With newspapers and inboxes dominated by COP26 news flow, we will wait until the two-week event is finished before we reflect on the many commitments, the potential disappointments and what impact it will all have. Instead, we are writing about gender diversity, a topic we have not touched on since the election of Joe Biden and Kamala Harris.

It was an important event for what it stood for, a symbolic election to put the first woman in the oval office. This was especially important in the middle of the Covid-19 pandemic, which had, and continues to have, a massive and disproportionate impact on women at work. As schools and childcare facilities closed, family support networks were off limits and families coped with an unfathomable change in lifestyle, many families were forced to make changes and more often this fell on women. According to a July report from the International Labour Organisation (ILO), 4.2% of women’s employment was lost during the pandemic vs. 3% for men. This was true throughout organisation levels, but especially apparent at senior level where the pressure to deliver at work and care for children at the same time pushed many women to step back.

Source: Women in the Workplace 2020 – McKinsey & Company and LeanIn

Gender diversity remains high on the sustainable agenda. Yesterday in France it was well publicised that for the rest of the year, women will be working for free, reflecting that the average wage for women is still 16.5% less than the average for men. As the momentum behind sustainability issues continues to power ahead, some governments have been responding with greater support for gender equality in the workforce.

Last week the French Senate approved text proposing the establishment of quotas for women in management positions of large companies. The quota will require any company with over 1,000 employees to have 30% or greater representation of women in their management teams by 2027, and 40% by 2030. Failure to comply with this rule will incur a fine of an amount up to 1% of total payroll. Currently women represent 25% of management committees of the 120 largest listed companies.

This bill arrives 10 years after the Cope-Zimmermann law, which set a quota of 40% of women on the board of directors of large companies by 2017, and three months after paid paternity leave was doubled to 28 days (it is mandatory to take at least one of the four weeks).
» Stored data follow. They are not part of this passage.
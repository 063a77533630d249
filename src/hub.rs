// FanoutHub — the broadcast point every new alert passes through.
//
// dispatch() does three things, in order:
//   1. append the alert to the in-memory AlertLog (always)
//   2. wake every registered subscriber (one-slot signal, coalescing)
//   3. enqueue the rendered text for the push sink, if the category passes
//      the sink's filter
//
// Step 3 goes through a bounded queue drained by a single worker task, so
// shutdown() can drain it deterministically. Enqueueing never waits: when a
// stalled sink has let the queue fill up, the message is dropped and counted
// so ingestion keeps moving. Each delivery is one attempt with a timeout;
// failures are logged and counted, never retried.

use std::collections::HashMap;
use std::sync::atomic::{AtomicU64, Ordering};
use std::sync::{Arc, Mutex, MutexGuard, PoisonError, RwLock};
use std::time::Duration;

use chrono::{DateTime, Utc};
use serde::Serialize;
use tokio::sync::mpsc;
use tokio::task::JoinHandle;
use tracing::{debug, info, warn};

use crate::alerts::{Alert, AlertCategory, RenderedNotification};
use crate::notify::PushSink;
use crate::state::CategoryFilters;

/// One entry in the AlertLog. `seq` is the entry's position in the log.
#[derive(Debug, Clone, Serialize)]
pub struct LoggedAlert {
    pub seq: usize,
    pub category: AlertCategory,
    pub rendered: RenderedNotification,
    pub received_at: DateTime<Utc>,
    pub alert: Alert,
}

/// Append-only, ordered record of every alert dispatched this process lifetime.
#[derive(Debug, Default)]
pub struct AlertLog {
    entries: RwLock<Vec<Arc<LoggedAlert>>>,
}

impl AlertLog {
    fn append(
        &self,
        alert: Alert,
        category: AlertCategory,
        rendered: RenderedNotification,
    ) -> usize {
        let mut entries = self.entries.write().unwrap_or_else(PoisonError::into_inner);
        let seq = entries.len();
        entries.push(Arc::new(LoggedAlert {
            seq,
            category,
            rendered,
            received_at: Utc::now(),
            alert,
        }));
        seq
    }

    pub fn len(&self) -> usize {
        self.entries
            .read()
            .unwrap_or_else(PoisonError::into_inner)
            .len()
    }

    pub fn is_empty(&self) -> bool {
        self.len() == 0
    }

    /// Every entry from position `cursor` onwards.
    pub fn since(&self, cursor: usize) -> Vec<Arc<LoggedAlert>> {
        let entries = self.entries.read().unwrap_or_else(PoisonError::into_inner);
        entries.get(cursor..).map(<[_]>::to_vec).unwrap_or_default()
    }

    pub fn snapshot(&self) -> Vec<Arc<LoggedAlert>> {
        self.since(0)
    }
}

pub type SubscriberId = u64;

#[derive(Debug, Default)]
struct SubscriberSet {
    next_id: AtomicU64,
    slots: Mutex<HashMap<SubscriberId, mpsc::Sender<()>>>,
}

impl SubscriberSet {
    fn lock(&self) -> MutexGuard<'_, HashMap<SubscriberId, mpsc::Sender<()>>> {
        self.slots.lock().unwrap_or_else(PoisonError::into_inner)
    }

    fn remove(&self, id: SubscriberId) -> bool {
        self.lock().remove(&id).is_some()
    }

    fn wake_all(&self) {
        for tx in self.lock().values() {
            // A full slot already holds a pending wake; this one coalesces into it
            let _ = tx.try_send(());
        }
    }
}

/// A registered live subscriber. Dropping it deregisters.
#[derive(Debug)]
pub struct Subscription {
    id: SubscriberId,
    wake: mpsc::Receiver<()>,
    set: Arc<SubscriberSet>,
}

impl Subscription {
    pub fn id(&self) -> SubscriberId {
        self.id
    }

    /// Wait for the next wake. Returns false once the subscription has been
    /// removed from the hub and no wake is pending.
    pub async fn woken(&mut self) -> bool {
        self.wake.recv().await.is_some()
    }

    /// Consume a pending wake without waiting.
    pub fn try_take_wake(&mut self) -> bool {
        self.wake.try_recv().is_ok()
    }
}

impl Drop for Subscription {
    fn drop(&mut self) {
        self.set.remove(self.id);
    }
}

/// Where the push queue delivers, and what it lets through.
pub struct PushConfig {
    pub sink: Arc<dyn PushSink>,
    pub filters: CategoryFilters,
    pub queue_capacity: usize,
    pub timeout: Duration,
}

#[derive(Debug, Default)]
struct Counters {
    dispatched: AtomicU64,
    pushed: AtomicU64,
    push_failures: AtomicU64,
    push_dropped: AtomicU64,
}

/// Point-in-time view of the hub's counters.
#[derive(Debug, Clone, Copy, Default, PartialEq, Eq, Serialize)]
pub struct HubStats {
    pub dispatched: u64,
    pub pushed: u64,
    pub push_failures: u64,
    /// Messages dropped because the push queue was full.
    pub push_dropped: u64,
    pub subscribers: usize,
    pub log_len: usize,
}

struct PushQueue {
    filters: CategoryFilters,
    tx: Mutex<Option<mpsc::Sender<String>>>,
    worker: Mutex<Option<JoinHandle<()>>>,
}

pub struct FanoutHub {
    log: AlertLog,
    subscribers: Arc<SubscriberSet>,
    push: Option<PushQueue>,
    counters: Arc<Counters>,
}

impl FanoutHub {
    /// Build a hub. With a push config this spawns the push worker, so it
    /// must be called from inside a tokio runtime.
    pub fn new(push: Option<PushConfig>) -> Self {
        let counters = Arc::new(Counters::default());
        let push = push.map(|config| {
            let (tx, rx) = mpsc::channel(config.queue_capacity.max(1));
            let worker = tokio::spawn(push_worker(
                rx,
                config.sink,
                config.timeout,
                counters.clone(),
            ));
            PushQueue {
                filters: config.filters,
                tx: Mutex::new(Some(tx)),
                worker: Mutex::new(Some(worker)),
            }
        });

        Self {
            log: AlertLog::default(),
            subscribers: Arc::new(SubscriberSet::default()),
            push,
            counters,
        }
    }

    pub fn log(&self) -> &AlertLog {
        &self.log
    }

    pub fn subscribe(&self) -> Subscription {
        let id = self.subscribers.next_id.fetch_add(1, Ordering::Relaxed);
        let (tx, rx) = mpsc::channel(1);
        self.subscribers.lock().insert(id, tx);
        debug!(subscriber = id, "Subscriber registered");
        Subscription {
            id,
            wake: rx,
            set: self.subscribers.clone(),
        }
    }

    /// Deregister a subscriber. Unknown or already-removed ids are ignored.
    pub fn unsubscribe(&self, id: SubscriberId) {
        if self.subscribers.remove(id) {
            debug!(subscriber = id, "Subscriber removed");
        }
    }

    pub fn subscriber_count(&self) -> usize {
        self.subscribers.lock().len()
    }

    /// Fan one new alert out to the log, the subscribers and the push sink.
    pub async fn dispatch(
        &self,
        alert: Alert,
        category: AlertCategory,
        rendered: RenderedNotification,
    ) {
        let text = rendered.text.clone();
        let seq = self.log.append(alert, category, rendered);
        self.counters.dispatched.fetch_add(1, Ordering::Relaxed);
        self.subscribers.wake_all();
        debug!(seq, %category, "Alert dispatched");

        if let Some(push) = &self.push {
            if push.filters.allows(category) {
                self.enqueue(push, text);
            }
        }
    }

    /// Push a message that isn't tied to an alert (e.g. the users report).
    /// Bypasses the category filter.
    pub async fn push_text(&self, text: String) {
        if let Some(push) = &self.push {
            self.enqueue(push, text);
        }
    }

    fn enqueue(&self, push: &PushQueue, text: String) {
        let tx = push.tx.lock().unwrap_or_else(PoisonError::into_inner);
        let Some(tx) = tx.as_ref() else {
            debug!("Hub is shut down, push skipped");
            return;
        };
        match tx.try_send(text) {
            Ok(()) => {}
            Err(mpsc::error::TrySendError::Full(_)) => {
                self.counters.push_dropped.fetch_add(1, Ordering::Relaxed);
                warn!("Push queue is full, message dropped");
            }
            Err(mpsc::error::TrySendError::Closed(_)) => {
                warn!("Push worker is gone, message dropped");
            }
        }
    }

    pub fn stats(&self) -> HubStats {
        HubStats {
            dispatched: self.counters.dispatched.load(Ordering::Relaxed),
            pushed: self.counters.pushed.load(Ordering::Relaxed),
            push_failures: self.counters.push_failures.load(Ordering::Relaxed),
            push_dropped: self.counters.push_dropped.load(Ordering::Relaxed),
            subscribers: self.subscriber_count(),
            log_len: self.log.len(),
        }
    }

    /// Close the push queue and wait for the worker to drain what's queued.
    /// Dispatch keeps working afterwards, minus the push step.
    pub async fn shutdown(&self) {
        let Some(push) = &self.push else {
            return;
        };
        push.tx
            .lock()
            .unwrap_or_else(PoisonError::into_inner)
            .take();
        let worker = push
            .worker
            .lock()
            .unwrap_or_else(PoisonError::into_inner)
            .take();
        if let Some(worker) = worker {
            if let Err(e) = worker.await {
                warn!(error = %e, "Push worker ended abnormally");
            }
        }
    }
}

async fn push_worker(
    mut rx: mpsc::Receiver<String>,
    sink: Arc<dyn PushSink>,
    timeout: Duration,
    counters: Arc<Counters>,
) {
    while let Some(text) = rx.recv().await {
        match tokio::time::timeout(timeout, sink.send(&text)).await {
            Ok(Ok(())) => {
                counters.pushed.fetch_add(1, Ordering::Relaxed);
            }
            Ok(Err(e)) => {
                counters.push_failures.fetch_add(1, Ordering::Relaxed);
                warn!(sink = sink.name(), error = %e, "Push delivery failed");
            }
            Err(_) => {
                counters.push_failures.fetch_add(1, Ordering::Relaxed);
                warn!(sink = sink.name(), ?timeout, "Push delivery timed out");
            }
        }
    }
    info!(sink = sink.name(), "Push worker stopped");
}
According to Equileap, a provider of gender equality data and insights, France is now the best country for gender equality, closely followed by Spain and Sweden.

France is not the only country applying pressure on businesses to improve their diversity, however. The UK government is set to launch a new five-year push for more women on the boards of listed companies, setting fresh targets that at least 40% of every FTSE board should be female. It is also expected to focus more on encouraging female executives, where currently representation is poor in the FTSE 100 at just 14%.

The picture is less positive in Switzerland, which a recent report from Equileap highlighted appears to have a rather large glass ceiling – despite high representation of women in the workforce, few reach management, executive or board level. The Gender Intelligence Report from the University of St Gallen analysed 320,000 employees at 90 Swiss companies and found that only 17% of top management posts are held by women and 23% of middle management jobs.

Source: Equileap Global Report 2021

 

This momentum is seen not just in Europe but Asia and America too, although at a slower pace. We’ve seen stock exchanges announce plans to require progress from listed companies. Nasdaq stock exchange will require all listed companies to have one ‘diverse director’ by 2023, and two ‘diverse directors’ by 2025. The Hong Kong Stock Exchange, in an effort to attract foreign investment following Beijing’s takeover, proposed this summer to eliminate all-male company boards by 2025. This follows similar announcements from Malaysia and Singapore stock exchanges. In Japan, where gender diversity is poor, the 2021 updated to the Governance Code includes a requirement for disclosure of a policy and voluntary measurable targets with respect to promoting diversity in senior management, and a disclosure of HR development policies that ensure diversity.

The reality is that this push for greater gender diversity is coming not just from legislation but also from investors. Many large asset managers have committed to pushing companies for greater ethnic and gender diversity for their boards and workforces. BlackRock stated in their stewardship report in December 2020 that it would vote against directors who fail to act. It will require companies to disclose the racial, ethnic and gender makeup of their employees as well as the measures they’re taking to advance diversity and inclusion. Fidelity International, which manages $787bn in assets, has said it will now vote against directors whose boards fail to have at least 30% female membership in developed markets, and 15% in developing market. It has already started voting against all-male boards.

As sustainable investment becomes more embedded in the entire financial system, asset owners and managers are increasingly turning to engagement and voting to reflect a change at the heart of the industry, which is that as owners of companies we bear responsibility for the actions of the company; investment is no longer seen by many as investing in a paper asset but as being a business owner. Diversity, alongside climate risk management and environmental impact are high on those agendas; companies would be short-sighted to ignore these pressures for too long.